**EXERCISE PROMPT**
In the data below, count how many lines contain "args" and give that number by itself.

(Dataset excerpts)
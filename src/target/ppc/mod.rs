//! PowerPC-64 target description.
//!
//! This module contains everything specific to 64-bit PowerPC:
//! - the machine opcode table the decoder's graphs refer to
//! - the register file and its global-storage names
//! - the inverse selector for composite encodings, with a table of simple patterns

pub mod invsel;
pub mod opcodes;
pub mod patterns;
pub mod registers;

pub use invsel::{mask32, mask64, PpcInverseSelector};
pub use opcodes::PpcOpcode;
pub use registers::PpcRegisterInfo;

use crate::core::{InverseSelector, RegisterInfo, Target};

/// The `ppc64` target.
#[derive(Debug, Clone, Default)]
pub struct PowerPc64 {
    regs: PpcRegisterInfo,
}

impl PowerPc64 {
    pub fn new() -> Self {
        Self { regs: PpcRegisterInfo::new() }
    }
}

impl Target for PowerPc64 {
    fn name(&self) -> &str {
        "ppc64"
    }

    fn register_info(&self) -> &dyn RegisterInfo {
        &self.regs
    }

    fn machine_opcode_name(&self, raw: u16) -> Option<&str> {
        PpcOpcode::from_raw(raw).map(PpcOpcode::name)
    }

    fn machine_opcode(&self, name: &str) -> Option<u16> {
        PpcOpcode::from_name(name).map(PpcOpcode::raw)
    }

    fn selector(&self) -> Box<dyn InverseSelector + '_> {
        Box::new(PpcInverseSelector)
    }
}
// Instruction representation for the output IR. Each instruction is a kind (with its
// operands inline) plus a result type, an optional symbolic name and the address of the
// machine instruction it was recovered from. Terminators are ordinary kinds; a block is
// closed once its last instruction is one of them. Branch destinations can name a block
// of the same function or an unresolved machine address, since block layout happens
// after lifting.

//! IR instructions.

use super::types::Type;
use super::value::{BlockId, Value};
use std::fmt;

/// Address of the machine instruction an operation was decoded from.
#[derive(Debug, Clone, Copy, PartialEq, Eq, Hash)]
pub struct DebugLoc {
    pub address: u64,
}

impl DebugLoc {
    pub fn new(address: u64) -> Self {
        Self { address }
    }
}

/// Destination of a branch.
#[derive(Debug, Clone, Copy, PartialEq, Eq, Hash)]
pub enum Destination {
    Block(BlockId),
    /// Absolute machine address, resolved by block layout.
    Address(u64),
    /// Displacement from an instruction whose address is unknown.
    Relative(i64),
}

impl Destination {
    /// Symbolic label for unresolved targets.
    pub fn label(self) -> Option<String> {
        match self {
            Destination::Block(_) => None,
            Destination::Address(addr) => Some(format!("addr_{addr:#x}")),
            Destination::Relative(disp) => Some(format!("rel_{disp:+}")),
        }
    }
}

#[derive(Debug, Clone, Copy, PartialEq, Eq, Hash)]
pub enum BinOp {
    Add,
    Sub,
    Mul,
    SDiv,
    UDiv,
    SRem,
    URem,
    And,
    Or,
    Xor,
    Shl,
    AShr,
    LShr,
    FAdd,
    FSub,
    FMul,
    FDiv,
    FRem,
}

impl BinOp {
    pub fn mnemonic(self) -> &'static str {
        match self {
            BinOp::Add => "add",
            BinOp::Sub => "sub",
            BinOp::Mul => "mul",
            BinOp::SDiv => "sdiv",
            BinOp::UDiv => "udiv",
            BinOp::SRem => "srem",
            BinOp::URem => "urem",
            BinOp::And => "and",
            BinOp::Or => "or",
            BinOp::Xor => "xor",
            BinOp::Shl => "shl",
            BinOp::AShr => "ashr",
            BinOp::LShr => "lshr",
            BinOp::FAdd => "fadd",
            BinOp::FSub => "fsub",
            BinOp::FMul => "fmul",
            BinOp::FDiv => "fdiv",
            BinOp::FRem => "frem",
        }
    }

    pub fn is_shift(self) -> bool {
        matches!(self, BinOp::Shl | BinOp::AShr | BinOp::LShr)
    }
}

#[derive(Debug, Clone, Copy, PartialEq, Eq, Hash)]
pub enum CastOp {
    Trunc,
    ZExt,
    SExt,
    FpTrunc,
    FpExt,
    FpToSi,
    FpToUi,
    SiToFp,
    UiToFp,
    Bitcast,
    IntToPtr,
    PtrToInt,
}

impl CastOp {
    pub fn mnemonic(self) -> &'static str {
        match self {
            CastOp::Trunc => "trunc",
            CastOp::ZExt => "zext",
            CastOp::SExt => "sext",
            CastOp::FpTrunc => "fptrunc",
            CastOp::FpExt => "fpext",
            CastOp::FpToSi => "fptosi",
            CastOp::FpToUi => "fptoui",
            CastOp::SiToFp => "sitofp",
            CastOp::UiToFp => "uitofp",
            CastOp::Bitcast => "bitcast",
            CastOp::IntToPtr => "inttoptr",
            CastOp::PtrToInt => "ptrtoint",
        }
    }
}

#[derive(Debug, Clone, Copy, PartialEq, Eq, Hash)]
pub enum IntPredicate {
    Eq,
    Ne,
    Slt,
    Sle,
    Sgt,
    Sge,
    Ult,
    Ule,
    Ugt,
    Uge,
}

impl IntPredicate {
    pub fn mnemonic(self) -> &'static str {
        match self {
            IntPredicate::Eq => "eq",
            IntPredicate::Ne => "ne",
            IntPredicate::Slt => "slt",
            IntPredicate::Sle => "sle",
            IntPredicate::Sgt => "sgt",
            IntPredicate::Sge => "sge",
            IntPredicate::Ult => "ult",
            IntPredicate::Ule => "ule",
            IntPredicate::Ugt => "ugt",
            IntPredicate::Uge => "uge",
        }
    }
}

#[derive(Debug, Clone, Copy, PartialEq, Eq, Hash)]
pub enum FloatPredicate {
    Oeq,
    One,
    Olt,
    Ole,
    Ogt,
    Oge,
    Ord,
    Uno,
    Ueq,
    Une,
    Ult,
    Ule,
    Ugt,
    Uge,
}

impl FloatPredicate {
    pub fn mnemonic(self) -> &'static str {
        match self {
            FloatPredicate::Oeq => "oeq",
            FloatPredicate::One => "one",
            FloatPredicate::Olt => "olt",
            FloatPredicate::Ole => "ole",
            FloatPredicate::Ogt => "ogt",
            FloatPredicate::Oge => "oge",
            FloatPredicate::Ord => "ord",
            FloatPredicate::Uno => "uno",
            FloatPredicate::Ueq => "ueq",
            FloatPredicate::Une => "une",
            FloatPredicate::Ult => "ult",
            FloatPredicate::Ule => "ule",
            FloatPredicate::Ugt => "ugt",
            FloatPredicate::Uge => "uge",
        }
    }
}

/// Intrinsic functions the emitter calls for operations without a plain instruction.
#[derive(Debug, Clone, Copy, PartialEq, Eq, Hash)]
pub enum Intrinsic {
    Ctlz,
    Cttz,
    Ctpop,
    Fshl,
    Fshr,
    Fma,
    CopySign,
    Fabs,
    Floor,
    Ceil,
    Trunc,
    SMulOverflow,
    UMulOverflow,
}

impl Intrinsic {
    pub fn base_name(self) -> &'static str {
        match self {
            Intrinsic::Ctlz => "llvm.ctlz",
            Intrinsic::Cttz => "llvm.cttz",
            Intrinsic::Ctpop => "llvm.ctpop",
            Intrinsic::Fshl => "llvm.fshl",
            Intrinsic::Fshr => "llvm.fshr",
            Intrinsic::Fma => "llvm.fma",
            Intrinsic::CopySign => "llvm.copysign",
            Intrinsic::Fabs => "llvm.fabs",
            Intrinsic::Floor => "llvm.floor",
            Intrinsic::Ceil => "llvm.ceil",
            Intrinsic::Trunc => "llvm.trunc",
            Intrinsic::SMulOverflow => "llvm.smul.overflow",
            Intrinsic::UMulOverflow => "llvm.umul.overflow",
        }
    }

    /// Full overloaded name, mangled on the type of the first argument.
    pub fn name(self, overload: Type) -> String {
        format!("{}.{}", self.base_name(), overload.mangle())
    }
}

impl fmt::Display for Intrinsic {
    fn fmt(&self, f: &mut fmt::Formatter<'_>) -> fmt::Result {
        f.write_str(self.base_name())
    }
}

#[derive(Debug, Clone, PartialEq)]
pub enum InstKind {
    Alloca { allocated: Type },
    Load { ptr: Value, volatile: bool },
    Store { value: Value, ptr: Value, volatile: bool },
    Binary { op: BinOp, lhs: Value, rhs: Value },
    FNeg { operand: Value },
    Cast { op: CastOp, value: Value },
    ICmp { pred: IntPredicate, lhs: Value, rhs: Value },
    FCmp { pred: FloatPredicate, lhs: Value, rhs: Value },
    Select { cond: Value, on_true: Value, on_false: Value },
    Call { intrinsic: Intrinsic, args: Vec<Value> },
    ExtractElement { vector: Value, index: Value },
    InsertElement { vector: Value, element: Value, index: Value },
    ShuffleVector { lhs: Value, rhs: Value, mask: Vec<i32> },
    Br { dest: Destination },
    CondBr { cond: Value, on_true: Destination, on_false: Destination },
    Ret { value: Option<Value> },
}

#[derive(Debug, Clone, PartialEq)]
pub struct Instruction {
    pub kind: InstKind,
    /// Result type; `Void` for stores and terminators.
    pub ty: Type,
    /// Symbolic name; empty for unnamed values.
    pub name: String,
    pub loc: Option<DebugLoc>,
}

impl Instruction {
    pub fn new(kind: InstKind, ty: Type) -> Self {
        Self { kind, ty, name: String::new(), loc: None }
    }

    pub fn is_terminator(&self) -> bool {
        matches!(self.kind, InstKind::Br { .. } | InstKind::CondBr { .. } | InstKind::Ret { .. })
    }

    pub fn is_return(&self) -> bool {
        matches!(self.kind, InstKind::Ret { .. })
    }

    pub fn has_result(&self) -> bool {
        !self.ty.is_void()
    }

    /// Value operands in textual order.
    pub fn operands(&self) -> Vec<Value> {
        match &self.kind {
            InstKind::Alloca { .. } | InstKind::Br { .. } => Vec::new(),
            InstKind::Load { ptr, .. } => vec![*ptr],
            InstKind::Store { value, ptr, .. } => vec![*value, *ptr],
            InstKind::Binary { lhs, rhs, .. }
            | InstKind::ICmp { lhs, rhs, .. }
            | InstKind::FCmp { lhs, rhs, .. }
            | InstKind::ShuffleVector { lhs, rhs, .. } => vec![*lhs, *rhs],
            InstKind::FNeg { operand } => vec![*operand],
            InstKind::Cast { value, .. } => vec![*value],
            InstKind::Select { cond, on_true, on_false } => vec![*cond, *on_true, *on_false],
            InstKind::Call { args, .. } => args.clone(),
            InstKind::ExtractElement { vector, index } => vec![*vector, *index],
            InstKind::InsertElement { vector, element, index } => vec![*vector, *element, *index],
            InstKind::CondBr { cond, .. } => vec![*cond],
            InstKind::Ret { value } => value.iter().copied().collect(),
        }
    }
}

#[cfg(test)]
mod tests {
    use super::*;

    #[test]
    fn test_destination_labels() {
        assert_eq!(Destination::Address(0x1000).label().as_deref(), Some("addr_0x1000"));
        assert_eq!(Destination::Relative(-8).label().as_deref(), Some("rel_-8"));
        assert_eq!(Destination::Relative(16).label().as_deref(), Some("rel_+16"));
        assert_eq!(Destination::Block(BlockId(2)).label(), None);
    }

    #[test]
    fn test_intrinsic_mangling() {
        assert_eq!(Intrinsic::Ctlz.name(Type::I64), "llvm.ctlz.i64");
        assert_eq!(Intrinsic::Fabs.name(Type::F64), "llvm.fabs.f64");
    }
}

**SOLUTION TO THE PROBLEM**
2